Previously, we characterized human islet-derived precursor cells (hIPCs) as mesenchymal stem cells that migrate out from islets in vitro and can differentiate into functional islet-like structures following proliferative expansion. Here, we investigate the role of β-catenin signalling in derivation and proliferation of hIPCs.Materials and methods
Localization of β-catenin was performed using confocal microscopy. Expression levels of β-catenin target genes were measured by quantitative real-time polymerase chain reaction. Loss-of-function studies were performed using specific short interfering RNAs.Results
Immunostaining of islet outgrowths revealed translocation of β-catenin from plasma membranes in intact islets to the nucleus in cells migrating out.

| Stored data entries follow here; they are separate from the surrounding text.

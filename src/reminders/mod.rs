//! Reminder lifecycle: create, list due, mark sent, delete.
//!
//! Every state change commits before its event is published; publish
//! failures never roll anything back. Validation failures reject before the
//! store is touched.

pub mod scanner;

use std::sync::Arc;

use chrono::{DateTime, Utc};
use tracing::debug;

use crate::error::{Error, Result};
use crate::events::publisher::SharedPublisher;
use crate::events::{Event, TOPIC_REMINDERS};
use crate::storage::{ReminderRow, Storage};

pub struct ReminderScheduler {
    storage: Arc<Storage>,
    publisher: SharedPublisher,
}

impl ReminderScheduler {
    pub fn new(storage: Arc<Storage>, publisher: SharedPublisher) -> Self {
        Self { storage, publisher }
    }

    /// Create a reminder for a task. Rejects any `remind_at` not strictly
    /// after the current time, and any task that does not exist (a reminder
    /// must never reference a missing task).
    pub async fn create_reminder(
        &self,
        task_id: &str,
        remind_at: DateTime<Utc>,
    ) -> Result<ReminderRow> {
        let now = Utc::now();
        if remind_at <= now {
            return Err(Error::InvalidReminderTime { remind_at, now });
        }

        let task = self
            .storage
            .get_task(task_id)
            .await?
            .ok_or_else(|| Error::task_not_found(task_id))?;

        let reminder = self.storage.insert_reminder(task_id, remind_at).await?;
        debug!(reminder_id = %reminder.id, task_id, remind_at = %reminder.remind_at, "reminder created");

        // State is committed; the event is best-effort.
        let event = Event::reminder_triggered(
            task_id,
            &task.user_id,
            &reminder.id,
            &reminder.remind_at,
            "scheduled",
        );
        self.publisher.publish(TOPIC_REMINDERS, &event).await;

        Ok(reminder)
    }

    /// All unsent reminders with `remind_at <= as_of`, earliest due first.
    pub async fn due_reminders(&self, as_of: DateTime<Utc>, limit: i64) -> Result<Vec<ReminderRow>> {
        Ok(self.storage.due_reminders(as_of, limit).await?)
    }

    /// All reminders attached to a task, by due time.
    pub async fn reminders_for_task(&self, task_id: &str) -> Result<Vec<ReminderRow>> {
        Ok(self.storage.reminders_for_task(task_id).await?)
    }

    /// Unsent reminders whose due time has already passed.
    pub async fn overdue_reminders(&self) -> Result<Vec<ReminderRow>> {
        Ok(self.storage.overdue_reminders(Utc::now()).await?)
    }

    /// Mark a reminder sent. Idempotent: a reminder that is already sent is
    /// returned unchanged and no event is published — `sent` transitions
    /// false→true exactly once and `sent_at` is set only with that
    /// transition.
    pub async fn mark_sent(&self, reminder_id: &str) -> Result<ReminderRow> {
        let transitioned = self
            .storage
            .mark_reminder_sent(reminder_id, Utc::now())
            .await?;

        let reminder = self
            .storage
            .get_reminder(reminder_id)
            .await?
            .ok_or_else(|| Error::reminder_not_found(reminder_id))?;

        if transitioned > 0 {
            if let Some(task) = self.storage.get_task(&reminder.task_id).await? {
                let event = Event::reminder_triggered(
                    &reminder.task_id,
                    &task.user_id,
                    &reminder.id,
                    &reminder.remind_at,
                    "sent",
                );
                self.publisher.publish(TOPIC_REMINDERS, &event).await;
            }
        }

        Ok(reminder)
    }

    /// Remove a single reminder. `NotFound` when it does not exist.
    pub async fn delete_reminder(&self, reminder_id: &str) -> Result<()> {
        if !self.storage.delete_reminder(reminder_id).await? {
            return Err(Error::reminder_not_found(reminder_id));
        }
        debug!(reminder_id, "reminder deleted");
        Ok(())
    }

    /// Remove every reminder for a task atomically; returns the exact count
    /// removed. Used when the owning task is deleted.
    pub async fn delete_all_for_task(&self, task_id: &str) -> Result<u64> {
        let removed = self.storage.delete_reminders_for_task(task_id).await?;
        debug!(task_id, removed, "reminders bulk-deleted");
        Ok(removed)
    }
}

There were no nuclear β-catenin-positive cells in intact islets whereas between 35% and 70% of cells in established hIPC cultures exhibited nuclear β-catenin. Transcripts for β-catenin target genes were increased in hIPCs compared to those in islets. β-Catenin translocated to the cell membrane when hIPCs formed epithelial cell clusters. In proliferating hIPCs, there was a strong correlation between markers of proliferation and nuclear β-catenin. Treatment of hIPCs with the glycogen synthase kinase-3β inhibitor (2′Z,3′E)-6-Bromoindirubin-3′-oxime increased intracellular β-catenin but reduced nuclear β-catenin, and was associated with reduced cell proliferation. Finally, knockdown of β-catenin decreased β-catenin target gene expression and hIPC proliferation.Conclusions
These results support a functional role for β-catenin during proliferation of hIPCs and suggest that activated β-catenin signalling may also be important during hIPC derivation from islets.